Finalmente, su traje murciélago
reventó en su entrepierna derecha, al dar una patada de poca
altura.
La señal luminosa nunca más fue
vista.
Se alejó del país para sanar una
depresión aguda en la Clínica Hohenegg, enclavada en la naturaleza de Zúrich.
Allí Bruno se reencontró con colegas, con artistas, con hijos de poderosos,
enfermos de anorexia, soledad y drogas.
Mientras Batman estuvo internado
los habitantes de Ciudad Gótica envejecieron
de miedo*. La Asociación Nacional del Rifle aumentó sus afiliados.
Después de salir de la
internación, después del nuevo esquema de medicación psico-farmacológica,
después de jornadas de psicóloga y de psiquiatra -que jamás supieron
que Bruno Díaz era Batman-, una vez estable, sin pensamientos desvalorizantes
ni imágenes suicidas, después del infierno, la calma. “El orden que
pacifica”*.
Regresó para cerrar los últimos envíos, las últimas delegaciones, despedirse de sus empleados, de sus fábricas y los recuerdos. No vendería la mansión. Robin, Hiedra y sus hijos vivirían en ella. Una familia que sabría proteger la Baticueva.

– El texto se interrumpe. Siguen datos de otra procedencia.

use anyhow::{Context, Result};
use std::fs;
use std::path::Path;

use crate::db::Database;
use crate::models::{
    Application, Department, IssueDefinition, Priority, SlaRule, TicketType, User, UserRole,
};

pub fn run(path: &Path, seed: bool) -> Result<()> {
    let data_dir = path.join(".helixdesk");

    if data_dir.exists() {
        println!("Already initialized at {}", path.display());
        if seed {
            let db = Database::open(&data_dir.join("helixdesk.db"))?;
            seed_reference_data(&db)?;
            println!("Reference data refreshed.");
        }
        return Ok(());
    }

    fs::create_dir_all(&data_dir).context("Failed to create .helixdesk directory")?;

    let db_path = data_dir.join("helixdesk.db");
    let db = Database::open(&db_path)?;
    println!("Created {}", data_dir.display());

    if seed {
        seed_reference_data(&db)?;
        println!("Seeded demo reference data.");
    }

    println!("Helixdesk initialized successfully!");
    println!("\nNext steps:");
    println!("  helixdesk users                      # See who can file tickets");
    println!("  helixdesk create u3 IT \"Summary\"     # File a ticket");

    Ok(())
}

/// Demo directory, application catalog, issue catalog, and SLA rule table.
/// Everything is written with INSERT OR REPLACE so re-seeding is safe.
pub fn seed_reference_data(db: &Database) -> Result<()> {
    for app in [
        app("IT", "IT Infrastructure"),
        app("P2P", "P2P System"),
        app("ESHOP", "Eshopaid"),
        app("ERP", "Oracle ERP"),
        app("WEB", "Website / CMS"),
        app("HIS", "Hospital Info System"),
    ] {
        db.upsert_application(&app)?;
    }

    for dept in [
        department("IT-INFRA", "IT Infrastructure"),
        department("FIN", "Finance"),
        department("ACC", "Accounts Payable"),
        department("RPA", "Robotic Procees Automation"),
        department("MKT", "Marketing"),
        department("HIS-OPS", "Hospital Info Systems"),
    ] {
        db.upsert_department(&dept)?;
    }

    for user in [
        user("u1", "Alice Admin", UserRole::Admin, "IT Infrastructure", None),
        user("u2", "Bob Engineer", UserRole::Assignee, "IT Infrastructure", Some("u4")),
        user("u3", "Charlie Requester", UserRole::Requester, "Finance", None),
        user("u4", "Dave Manager", UserRole::Manager, "IT Infrastructure", None),
        user("u5", "Erin Requester", UserRole::Requester, "Marketing", None),
        user("u6", "Frank Engineer", UserRole::Assignee, "IT Infrastructure", Some("u4")),
        user("u7", "Grace Engineer", UserRole::Assignee, "Finance", Some("u4")),
        user("u8", "Heidi Engineer", UserRole::Assignee, "Hospital Info Systems", Some("u4")),
    ] {
        db.upsert_user(&user)?;
    }

    for issue in [
        issue("IT-NET-001", "Network Issue", "IT", Priority::Critical, &["u2", "u6"], Some(4)),
        issue("IT-PRN-001", "Printer/Scanner Issue", "IT", Priority::Medium, &["u6", "u2"], Some(8)),
        issue("IT-EML-001", "Email Delivery Issue", "IT", Priority::High, &["u2"], Some(8)),
        issue("IT-ACC-001", "Account Lockout", "IT", Priority::High, &["u6"], Some(4)),
        issue("P2P-INV-001", "Invoice Processing Failure", "P2P", Priority::High, &["u7"], Some(8)),
        issue("ESHOP-ORD-001", "Order Sync Issue", "ESHOP", Priority::Medium, &["u7"], Some(24)),
        issue("WEB-CMS-001", "Website Content Issue", "WEB", Priority::Low, &["u6"], None),
        issue("HIS-REG-001", "Patient Registration Issue", "HIS", Priority::Critical, &["u8"], Some(4)),
    ] {
        db.upsert_issue(&issue)?;
    }

    for rule in [
        rule(Priority::Critical, TicketType::Incident, 4, true),
        rule(Priority::High, TicketType::Incident, 8, true),
        rule(Priority::Medium, TicketType::Incident, 24, false),
        rule(Priority::Low, TicketType::ServiceRequest, 48, false),
    ] {
        db.upsert_sla_rule(&rule)?;
    }

    Ok(())
}

fn app(id: &str, name: &str) -> Application {
    Application {
        id: id.to_string(),
        name: name.to_string(),
        active: true,
    }
}

fn department(code: &str, name: &str) -> Department {
    Department {
        code: code.to_string(),
        name: name.to_string(),
        active: true,
    }
}

fn user(id: &str, name: &str, role: UserRole, department: &str, manager_id: Option<&str>) -> User {
    User {
        id: id.to_string(),
        name: name.to_string(),
        email: format!("{}@helix.test", id),
        role,
        department: department.to_string(),
        location: None,
        manager_id: manager_id.map(|m| m.to_string()),
    }
}

fn issue(
    code: &str,
    name: &str,
    app_id: &str,
    priority: Priority,
    assignee_ids: &[&str],
    sla_hours: Option<i64>,
) -> IssueDefinition {
    IssueDefinition {
        code: code.to_string(),
        name: name.to_string(),
        app_id: app_id.to_string(),
        category: TicketType::Incident,
        priority,
        assignee_ids: assignee_ids.iter().map(|s| s.to_string()).collect(),
        sla_hours,
        active: true,
    }
}

fn rule(
    priority: Priority,
    ticket_type: TicketType,
    resolution_hours: i64,
    auto_escalate: bool,
) -> SlaRule {
    SlaRule {
        priority,
        ticket_type,
        resolution_hours,
        auto_escalate,
    }
}

#[cfg(test)]
mod tests {
    use super::*;
    use tempfile::tempdir;

    #[test]
    fn test_run_fresh_init() {
        let dir = tempdir().unwrap();
        run(dir.path(), false).unwrap();

        assert!(dir.path().join(".helixdesk").exists());
        assert!(dir.path().join(".helixdesk/helixdesk.db").exists());
    }

    #[test]
    fn test_run_already_initialized() {
        let dir = tempdir().unwrap();
        run(dir.path(), false).unwrap();
        // Second init is a no-op, not an error.
        run(dir.path(), false).unwrap();
    }

    #[test]
    fn test_seed_populates_reference_data() {
        let dir = tempdir().unwrap();
        run(dir.path(), true).unwrap();

        let db = Database::open(&dir.path().join(".helixdesk/helixdesk.db")).unwrap();
        assert_eq!(db.list_applications().unwrap().len(), 6);
        assert_eq!(db.list_users().unwrap().len(), 8);
        assert_eq!(db.list_issues().unwrap().len(), 8);
        assert_eq!(db.list_sla_rules().unwrap().len(), 4);
    }

    #[test]
    fn test_seed_is_idempotent() {
        let dir = tempdir().unwrap();
        run(dir.path(), true).unwrap();
        run(dir.path(), true).unwrap();

        let db = Database::open(&dir.path().join(".helixdesk/helixdesk.db")).unwrap();
        assert_eq!(db.list_users().unwrap().len(), 8);
    }

    #[test]
    fn test_seeded_manager_links_resolve() {
        let dir = tempdir().unwrap();
        run(dir.path(), true).unwrap();

        let db = Database::open(&dir.path().join(".helixdesk/helixdesk.db")).unwrap();
        let bob = db.get_user("u2").unwrap().unwrap();
        let manager = db.get_user(bob.manager_id.as_deref().unwrap()).unwrap();
        assert_eq!(manager.unwrap().role, UserRole::Manager);
    }
}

Sin decir a nadie se afianzó en
un pueblo con un solo teléfono llamado San Francisco, en el medio de un cordón
de selva latina, en Argentina.
Con los años se consagró al
calor, a las águilas sobrevolando, a las casitas de madera, a los árboles como
jirafas trepando por el sol. A los arroyos angostos y los saltos. A las rocas
inconmensurables. A la voz de la selva, inquieta, viva y mojada.

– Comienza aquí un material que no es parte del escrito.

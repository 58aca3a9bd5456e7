use anyhow::{bail, Result};

use crate::db::Database;
use crate::engine::eligibility;

/// Department-based candidate list for an application's default assignees.
pub fn run(db: &Database, app_id: &str) -> Result<()> {
    let app = match db.get_application(app_id)? {
        Some(a) => a,
        None => bail!("Application '{}' not found", app_id),
    };

    let users = db.list_users()?;
    let eligible = eligibility::eligible_assignees(&app, &users);

    if eligible.is_empty() {
        println!("No eligible assignees for {} ({}).", app.name, app.id);
        return Ok(());
    }

    println!("Eligible assignees for {} ({}):", app.name, app.id);
    for user in eligible {
        println!("  {:<6} {:<20} {:10} {}", user.id, user.name, user.role, user.department);
    }

    Ok(())
}
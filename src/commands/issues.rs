use anyhow::Result;

use crate::db::Database;

pub fn run(db: &Database, app_id: Option<&str>) -> Result<()> {
    let issues = db.list_issues()?;
    let issues: Vec<_> = match app_id {
        Some(app) => issues.into_iter().filter(|i| i.app_id == app).collect(),
        None => issues,
    };

    if issues.is_empty() {
        println!("No issue definitions found.");
        return Ok(());
    }

    for issue in issues {
        let sla = issue
            .sla_hours
            .map(|h| format!("{}h", h))
            .unwrap_or_else(|| "-".to_string());
        let inactive = if issue.active { "" } else { " (inactive)" };
        println!(
            "{:<14} {:<30} {:6} {:8} {:>5}  {}{}",
            issue.code,
            issue.name,
            issue.app_id,
            issue.priority,
            sla,
            issue.assignee_ids.join(","),
            inactive
        );
    }

    Ok(())
}
fn conversion_error(idx: usize, what: &str, value: &str) -> rusqlite::Error {
    rusqlite::Error::FromSqlConversionFailure(
        idx,
        rusqlite::types::Type::Text,
        format!("unknown {} '{}'", what, value).into(),
    )
}

fn parse_status(idx: usize, s: &str) -> rusqlite::Result<TicketStatus> {
    TicketStatus::parse(s).ok_or_else(|| conversion_error(idx, "ticket status", s))
}

fn parse_priority(idx: usize, s: &str) -> rusqlite::Result<Priority> {
    Priority::parse(s).ok_or_else(|| conversion_error(idx, "priority", s))
}

fn parse_ticket_type(idx: usize, s: &str) -> rusqlite::Result<TicketType> {
    TicketType::parse(s).ok_or_else(|| conversion_error(idx, "ticket type", s))
}

fn parse_role(idx: usize, s: &str) -> rusqlite::Result<UserRole> {
    UserRole::parse(s).ok_or_else(|| conversion_error(idx, "user role", s))
}

fn parse_datetime(s: String) -> DateTime<Utc> {
    DateTime::parse_from_rfc3339(&s)
        .map(|dt| dt.with_timezone(&Utc))
        .unwrap_or_else(|_| Utc::now())
}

Se reconoció enamorado de la hija
de un criador de ovejas. De ojos intensos, pómulos salientes, nariz afilada,
pelo negro hasta la cola. Extraño milagro que el anciano de la casa blanca, más
modesta que ninguna otra, repleta de libros y objetos raros, ese anciano gringo
se casara con la joven.
Un año más tarde, una aparición
extraordinaria. Una mujer cubierta por telas negras y violetas, enormes alas
semejantes a las de un murciélago. Que combate a los cazadores. Libera a los
animales. Impide la tala. Esa mujer en comunión con los pueblos de la selva es
llamada en el día y en la noche. Atenta a las especulaciones de los
terratenientes exhorta a hombres y animales a la rebelión y la lucha. Entrenada
y fuerte. Misteriosa y ágil. Una nueva leyenda asciende.